[Dataset entries]

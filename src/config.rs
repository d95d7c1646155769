//! Transaction mode configuration
//!
//! Frames declare their transaction mode as data so plans can be written in
//! JSON and turned into [`TransactionMode`]s once a factory is known.

use std::rc::Rc;

use serde::{Deserialize, Serialize};

use crate::error::{Result, TransactionError};
use crate::mode::TransactionMode;
use crate::native::TransactionFactory;

/// Transaction mode selection
#[derive(Debug, Clone, Copy, PartialEq, Eq, Hash, Default, Serialize, Deserialize)]
#[serde(rename_all = "snake_case")]
pub enum ModeKind {
    /// Run without a transaction. Lifecycle events still reach the listener.
    None,

    /// Always start a fresh, parentless transaction.
    CreateRoot,

    /// Nest in the caller's transaction if it has one, otherwise start a
    /// fresh transaction. This is the default.
    #[default]
    CreateChildIfParent,
}

impl std::fmt::Display for ModeKind {
    fn fmt(&self, f: &mut std::fmt::Formatter<'_>) -> std::fmt::Result {
        match self {
            ModeKind::None => write!(f, "None"),
            ModeKind::CreateRoot => write!(f, "CreateRoot"),
            ModeKind::CreateChildIfParent => write!(f, "CreateChildIfParent"),
        }
    }
}

impl ModeKind {
    /// Get a human-readable description of the mode
    pub fn description(&self) -> &'static str {
        match self {
            ModeKind::None => "No transaction; commit, rollback and reset are unsupported",
            ModeKind::CreateRoot => "Fresh root transaction from the factory",
            ModeKind::CreateChildIfParent => {
                "Child of the caller's transaction, or a fresh root transaction"
            }
        }
    }

    /// Parse a mode from its name (case-insensitive, `-` and `_` ignored)
    pub fn from_name(name: &str) -> Option<Self> {
        let normalized: String = name
            .chars()
            .filter(|c| *c != '_' && *c != '-')
            .collect::<String>()
            .to_uppercase();
        match normalized.as_str() {
            "NONE" => Some(ModeKind::None),
            "CREATEROOT" => Some(ModeKind::CreateRoot),
            "CREATECHILDIFPARENT" => Some(ModeKind::CreateChildIfParent),
            _ => None,
        }
    }
}

fn default_auto_commit() -> bool {
    true
}

/// Declared transaction mode of a frame
#[derive(Debug, Clone, Copy, PartialEq, Eq, Serialize, Deserialize)]
pub struct ModeConfig {
    #[serde(default)]
    pub kind: ModeKind,
    /// Commit on a successful stop; ignored for [`ModeKind::None`]
    #[serde(default = "default_auto_commit")]
    pub auto_commit: bool,
}

impl Default for ModeConfig {
    fn default() -> Self {
        Self {
            kind: ModeKind::default(),
            auto_commit: default_auto_commit(),
        }
    }
}

impl ModeConfig {
    pub fn new(kind: ModeKind, auto_commit: bool) -> Self {
        Self { kind, auto_commit }
    }

    pub fn from_json(json: &str) -> Result<Self> {
        serde_json::from_str(json)
            .map_err(|e| TransactionError::Config(format!("Invalid transaction mode: {}", e)))
    }

    /// Build the mode, drawing root transactions from `factory`
    pub fn into_mode(self, factory: Rc<dyn TransactionFactory>) -> TransactionMode {
        match self.kind {
            ModeKind::None => TransactionMode::None,
            ModeKind::CreateRoot => TransactionMode::CreateRoot {
                auto_commit: self.auto_commit,
                factory,
            },
            ModeKind::CreateChildIfParent => TransactionMode::CreateChildIfParent {
                auto_commit: self.auto_commit,
                factory,
            },
        }
    }
}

Problem to work on
Transcribe every record above exactly.

Response
filename src/config.rs
repository d95d7c1646155769
//! Transaction mode configuration
//!
//! Frames declare their transaction mode as data so plans can be written in
//! JSON and turned into [`TransactionMode`]s once a factory is known.

use std::rc::Rc;

use serde::{Deserialize, Serialize};

use crate::error::{Result, TransactionError};
use crate::mode::TransactionMode;
use crate::native::TransactionFactory;

/// Transaction mode selection
#[derive(Debug, Clone, Copy, PartialEq, Eq, Hash, Default, Serialize, Deserialize)]
#[serde(rename_all = "snake_case")]
pub enum ModeKind {
    /// Run without a transaction. Lifecycle events still reach the listener.
    None,

    /// Always start a fresh, parentless transaction.
    CreateRoot,

    /// Nest in the caller's transaction if it has one, otherwise start a
    /// fresh transaction. This is the default.
    #[default]
    CreateChildIfParent,
}

impl std::fmt::Display for ModeKind {
    fn fmt(&self, f: &mut std::fmt::Formatter<'_>) -> std::fmt::Result {
        match self {
            ModeKind::None => write!(f, "None"),
            ModeKind::CreateRoot => write!(f, "CreateRoot"),
            ModeKind::CreateChildIfParent => write!(f, "CreateChildIfParent"),
        }
    }
}

impl ModeKind {
    /// Get a human-readable description of the mode
    pub fn description(&self) -> &'static str {
        match self {
            ModeKind::None => "No transaction; commit, rollback and reset are unsupported",
            ModeKind::CreateRoot => "Fresh root transaction from the factory",
            ModeKind::CreateChildIfParent => {
                "Child of the caller's transaction, or a fresh root transaction"
            }
        }
    }

    /// Parse a mode from its name (case-insensitive, `-` and `_` ignored)
    pub fn from_name(name: &str) -> Option<Self> {
        let normalized: String = name
            .chars()
            .filter(|c| *c != '_' && *c != '-')
            .collect::<String>()
            .to_uppercase();
        match normalized.as_str() {
            "NONE" => Some(ModeKind::None),
            "CREATEROOT" => Some(ModeKind::CreateRoot),
            "CREATECHILDIFPARENT" => Some(ModeKind::CreateChildIfParent),
            _ => None,
        }
    }
}

fn default_auto_commit() -> bool {
    true
}

/// Declared transaction mode of a frame
#[derive(Debug, Clone, Copy, PartialEq, Eq, Serialize, Deserialize)]
pub struct ModeConfig {
    #[serde(default)]
    pub kind: ModeKind,
    /// Commit on a successful stop; ignored for [`ModeKind::None`]
    #[serde(default = "default_auto_commit")]
    pub auto_commit: bool,
}

impl Default for ModeConfig {
    fn default() -> Self {
        Self {
            kind: ModeKind::default(),
            auto_commit: default_auto_commit(),
        }
    }
}

impl ModeConfig {
    pub fn new(kind: ModeKind, auto_commit: bool) -> Self {
        Self { kind, auto_commit }
    }

    pub fn from_json(json: &str) -> Result<Self> {
        serde_json::from_str(json)
            .map_err(|e| TransactionError::Config(format!("Invalid transaction mode: {}", e)))
    }

    /// Build the mode, drawing root transactions from `factory`
    pub fn into_mode(self, factory: Rc<dyn TransactionFactory>) -> TransactionMode {
        match self.kind {
            ModeKind::None => TransactionMode::None,
            ModeKind::CreateRoot => TransactionMode::CreateRoot {
                auto_commit: self.auto_commit,
                factory,
            },
            ModeKind::CreateChildIfParent => TransactionMode::CreateChildIfParent {
                auto_commit: self.auto_commit,
                factory,
            },
        }
    }
}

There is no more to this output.